15-11-2009, 05:43 PM
Hello Alice and welcome to the forum.
May I say at the outset that you can produce a heap of your food in a backyard with a proper plan.
It makes no sense, does it, to put poisons on stuff you intend to eat. You have a lovely vision of where you and your family is heading and I wish you well. Please stay in touch and let us all know how things develop.
15-11-2009, 06:57 PM
Thank you, I have seen some of the food gardens on shows like Vasilli and Costa the amount is amazing. The garden we have has a lot of old giant camelias, a huge magnolia and a few other large trees on a fairly average but stangely shaped block. We want to keep these trees as we hope this house is a stepping stone for us and they add so much appeal to the property. (My kids are huge/loud and our house is tiny my sanity could rest on a bit more room to move in a few years.) The problem I am finding is there are so many roots everywhere. If I build up the soil higher it will beup the trunks of the trees. I rake all the mulch up and put it on, blood n bone, choo poo, seasol,compost, every so often manure but I think the trees steal it all. They hardly flowered first year we were here but this year two seasons on they all bloomed like crazy. The soil seems poor at the moment I guess I will have to factor extra fertilizer etc to cover the humungo trees. I am happy to have come across this site, its just the right time of year.
16-11-2009, 03:38 AM
Hi Alice/Domestic Godess
Welcome to the PDF
Yep. food can be produced anywhere, if you have heaps of water and no snails caterpillars, grasshoppers, bush turkeys, possums dogs, fungi, insects etc.
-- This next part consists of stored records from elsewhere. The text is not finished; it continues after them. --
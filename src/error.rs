//! Error types for URI parsing, normalization, and resolution.

use std::fmt;

/// The error returned when a URI or one of its components is malformed.
///
/// Every failure in this crate is permanent: the input is invalid and
/// retrying cannot succeed. Validation runs to completion before any
/// [`Uri`](crate::Uri) is constructed, so a failed operation never leaves a
/// partially normalized value behind.
#[derive(Debug, Clone, PartialEq, Eq)]
pub struct InvalidUri {
    /// The component that failed validation
    pub component: Component,
    /// The raw text of the failing component
    pub raw: String,
    /// The specific error that occurred
    pub kind: InvalidUriKind,
}

impl InvalidUri {
    pub(crate) fn new(component: Component, raw: impl Into<String>, kind: InvalidUriKind) -> Self {
        Self {
            component,
            raw: raw.into(),
            kind,
        }
    }
}

/// The URI component a parse error is attributed to.
#[derive(Debug, Clone, Copy, PartialEq, Eq)]
pub enum Component {
    /// The scheme, e.g. `http`
    Scheme,
    /// The authority as a whole, `[userinfo "@"] host [":" port]`
    Authority,
    /// The userinfo subcomponent of the authority
    UserInfo,
    /// The host subcomponent of the authority
    Host,
    /// The port subcomponent of the authority
    Port,
    /// The path
    Path,
    /// The query
    Query,
    /// The fragment
    Fragment,
}

impl fmt::Display for Component {
    fn fmt(&self, f: &mut fmt::Formatter<'_>) -> fmt::Result {
        f.write_str(match self {
            Self::Scheme => "scheme",
            Self::Authority => "authority",
            Self::UserInfo => "userinfo",
            Self::Host => "host",
            Self::Port => "port",
            Self::Path => "path",
            Self::Query => "query",
            Self::Fragment => "fragment",
        })
    }
}

/// Specific validation error types.
#[derive(Debug, Clone, PartialEq, Eq)]
pub enum InvalidUriKind {
    /// The component is empty where the grammar requires at least one character
    Empty,
    /// The input has no scheme; a URI (as opposed to a relative reference)
    /// always carries one
    MissingScheme,
    /// A character outside the component's allowed set
    InvalidChar {
        /// The offending character
        char: char,
        /// Byte offset within the raw component text
        position: usize,
    },
    /// A `%` not followed by two hexadecimal digits
    InvalidPercentEncoding {
        /// Byte offset of the `%` within the raw component text
        position: usize,
    },
    /// The authority does not match the `[userinfo "@"] host [":" port]` layout
    MalformedAuthority,
    /// A bracketed host that is neither an IPv6 address nor an `IPvFuture` literal
    InvalidIpLiteral,
    /// A port outside the range 0-65535
    PortOutOfRange,
    /// The first segment of a merged relative path contains `:` and would be
    /// read back as a scheme
    AmbiguousColonSegment,
    /// A non-empty path that does not begin with `/` while an authority is
    /// present; the recomposed string would re-parse with a different host
    RootlessPathWithAuthority,
}

impl fmt::Display for InvalidUri {
    fn fmt(&self, f: &mut fmt::Formatter<'_>) -> fmt::Result {
        write!(f, "invalid {} '{}': ", self.component, self.raw)?;
        match &self.kind {
            InvalidUriKind::Empty => write!(f, "must not be empty"),
            InvalidUriKind::MissingScheme => {
                write!(f, "a URI must have a scheme followed by ':'")
            }
            InvalidUriKind::InvalidChar { char, position } => {
                write!(f, "invalid character '{char}' at position {position}")
            }
            InvalidUriKind::InvalidPercentEncoding { position } => {
                write!(
                    f,
                    "'%' at position {position} is not followed by two hex digits"
                )
            }
            InvalidUriKind::MalformedAuthority => {
                write!(f, "does not match [userinfo \"@\"] host [\":\" port]")
            }
            InvalidUriKind::InvalidIpLiteral => {
                write!(f, "brackets must enclose an IPv6 address or IPvFuture literal")
            }
            InvalidUriKind::PortOutOfRange => {
                write!(f, "port must be an integer between 0 and 65535")
            }
            InvalidUriKind::AmbiguousColonSegment => {
                write!(
                    f,
                    "first segment of the merged path contains ':' and would parse as a scheme"
                )
            }
            InvalidUriKind::RootlessPathWithAuthority => {
                write!(
                    f,
                    "path must be empty or begin with '/' when an authority is present"
                )
            }
        }
    }
}

impl std::error::Error for InvalidUri {}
But it is fun trying! and you do keep your vitamin D levels up and maintain a contact with the "real" world.
Lots here who would be happy to help with advice.
Hi Alice and welcome
All i can say is teaching kids to garden without chemicals would have to be the greatest thing, not only for them but also for earth. organic's & pemie should be on every school cariculum as far as i'm concered.
good luck and happy gardening.
04-12-2009, 01:42 PM
G'day and a belated welcome to the forum
Sounds like you have some great things going at your place; and you're right it is really good to get started on a small area to gain experience for something bigger down the track.
I am in suburbia, and it is great to have a garden oasis to enjoy and eat.